In a way, Andrea and I, like many of you, have had to navigate the changes in our relationship with our own kids. The boundaries have changed, they are no longer under our authority, they are no longer in our house, they have grown up and taken the next steps on their paths. We are now figuring out the terms of those old, but now new, relationships.
There is a word for that in the Hebrew, it is the word ‘brit’, an agreement of relationship. While this, in our lives, is usually unspoken – sometimes developing an understanding and agreement of the relationship is a big deal. This is the same idea as ‘treaties’ where one nation, or group, enters into an agreement and terms of coexistence. In the English, this word is interpreted as the word ‘covenant’ but in the Hebrew language it is ‘Brit’.
Especially in the Old Testament, there are a handful of these covenants that define the relationship between God and man. Most Jewish, Christian, and even Islamic scholars say that the first covenant between God and humans was Abraham and Sarah, it was with these two individuals that God gave the promise and hope of and for all of humanity. However, these were not the first humans, nor did they have the first story about humanity. So, we are faced with the very real question, ‘why does it take 12 chapters in the book of Genesis, our origins account, for us to meet Sarah and Abraham the central characters in the development of our faiths.
Rabbi Eli Freedman explains it this way, ‘The authors and editors of the Torah were making an important point by telling a series of pre-stories before our progenitors arrive on the scene. The first four stories in the Torah all end poorly. Adam and Eve get expelled from the Garden, Cain kills his brother Abel, God destroys the entire world with a flood, and, in the Tower of Babel, God confounds our languages and scatters us across the world.’
Rabbi Freedman then refers to a Rabbi Zoob who continues this explanation by adding, ‘these first four stories of Genesis teach us that the pre-Abraham and Sarah world could not function properly because it was missing the covenantal relationship between God and people. Although God spoke to Adam and Eve, and even walked with Noah, the world was not complete because it lacked brit – covenant.’
We are created to live and survive in community, in relationship, to be together. That community, relationship, togetherness, is an always evolving union, one with differing boundaries which are different from our other unions, and even more different than the unions that we are not a part of. Marriage, family, work, play, and all types of defining words categorize those grouping within which there is a constant give and take process of establishing and reestablishing those relationships. We are in a constant state of defining and redefining our covenants with each other, our ‘brits’.
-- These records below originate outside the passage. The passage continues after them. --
// SPDX-FileCopyrightText: © 2025 Phala Network <dstack@phala.network>
//
// SPDX-License-Identifier: Apache-2.0

//! Object commands of the simulator: create, load, import, unseal

use p256::SecretKey;
use tracing::trace;
use zeroize::Zeroizing;

use super::{OrRc, RcResult, Reply, Simulator};
use crate::constants::*;
use crate::crypto;
use crate::marshal::*;
use crate::protect;
use crate::types::*;

/// Candidate scalars tried when deriving a primary key
const MAX_DERIVATION_ATTEMPTS: u32 = 16;

/// A loaded object
pub(super) struct Object {
    pub(super) public: TpmtPublic,
    pub(super) public_area: Vec<u8>,
    pub(super) name: Vec<u8>,
    pub(super) sensitive: TpmtSensitive,
    pub(super) ecc_key: Option<SecretKey>,
    /// Hierarchy the object descends from
    pub(super) hierarchy: u32,
}

impl Object {
    fn new(public: TpmtPublic, sensitive: TpmtSensitive, hierarchy: u32) -> RcResult<Self> {
        let ecc_key = match public.type_alg {
            TpmAlgId::Ecc => {
                Some(SecretKey::from_slice(&sensitive.sensitive).or_rc(TpmRc::Key.to_u32())?)
            }
            _ => None,
        };
        let public_area = public.to_bytes();
        let name = public.name().or_rc(TpmRc::Hash.to_u32())?;
        Ok(Self {
            public,
            public_area,
            name,
            sensitive,
            ecc_key,
            hierarchy,
        })
    }

    /// Symmetric definition used to protect children, if this is a storage key
    fn storage_symmetric(&self) -> Option<TpmtSymDef> {
        if !self.public.object_attributes.is_storage_parent() {
            return None;
        }
        self.public.symmetric().filter(|s| !s.is_null()).copied()
    }
}

/// What a storage parent contributes to protecting a child
struct Parent {
    name_alg: TpmAlgId,
    name: Vec<u8>,
    symmetric: TpmtSymDef,
    seed: Zeroizing<Vec<u8>>,
    hierarchy: u32,
}

struct CreateParams {
    sensitive: Tpm2bSensitiveCreate,
    template: TpmtPublic,
    outside_info: Vec<u8>,
    creation_pcr: TpmlPcrSelection,
}

fn parse_create(buf: &mut ResponseBuffer) -> RcResult<CreateParams> {
    let sensitive = Tpm2bSensitiveCreate::unmarshal(buf).or_rc(TpmRc::Size.at_parameter(1))?;
    let in_public = buf.get_tpm2b().or_rc(TpmRc::Size.at_parameter(2))?;
    let outside_info = buf.get_tpm2b().or_rc(TpmRc::Size.at_parameter(3))?;
    let creation_pcr = TpmlPcrSelection::unmarshal(buf).or_rc(TpmRc::Size.at_parameter(4))?;
    let template = TpmtPublic::from_bytes(&in_public).or_rc(TpmRc::Value.at_parameter(2))?;
    check_template(&template)?;
    if sensitive.data.buffer.len() > MAX_SYM_DATA {
        return Err(TpmRc::Size.at_parameter(1));
    }
    Ok(CreateParams {
        sensitive,
        template,
        outside_info,
        creation_pcr,
    })
}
This initial covenant relationship of humanity, between God, Abraham, and Sarah was one that was fairly defined from the beginning but it took decades for the 2 humans parties of the covenant to understand and grasp.
The Brit, the Covenant, that Sarah and Abraham entered into with God was one were the primary obligation on the part of the humans was faith. A faith that led to a trust in God. A belief that God will hold to, and come through on, his Brit responsibilities.
The primary reason for the extended period of time taken to understand the Brit was the human frailty of insecurities. While we see this in both humans, Sarah and Abraham, we have very specific moments of insecurity where we are allowed to witness their lives and faith in God. Let’s just look at Abraham, his problem, which is the fragility for most of us, was Insecurity.
- An insecurity that presents as Fear and Self Centeredness. Abraham was afraid for his own safety so he detoured from a covenant of respect and loyalty to his wife to a self centered safe yourself philosophy. He threw his wife under the bus to protect his own life.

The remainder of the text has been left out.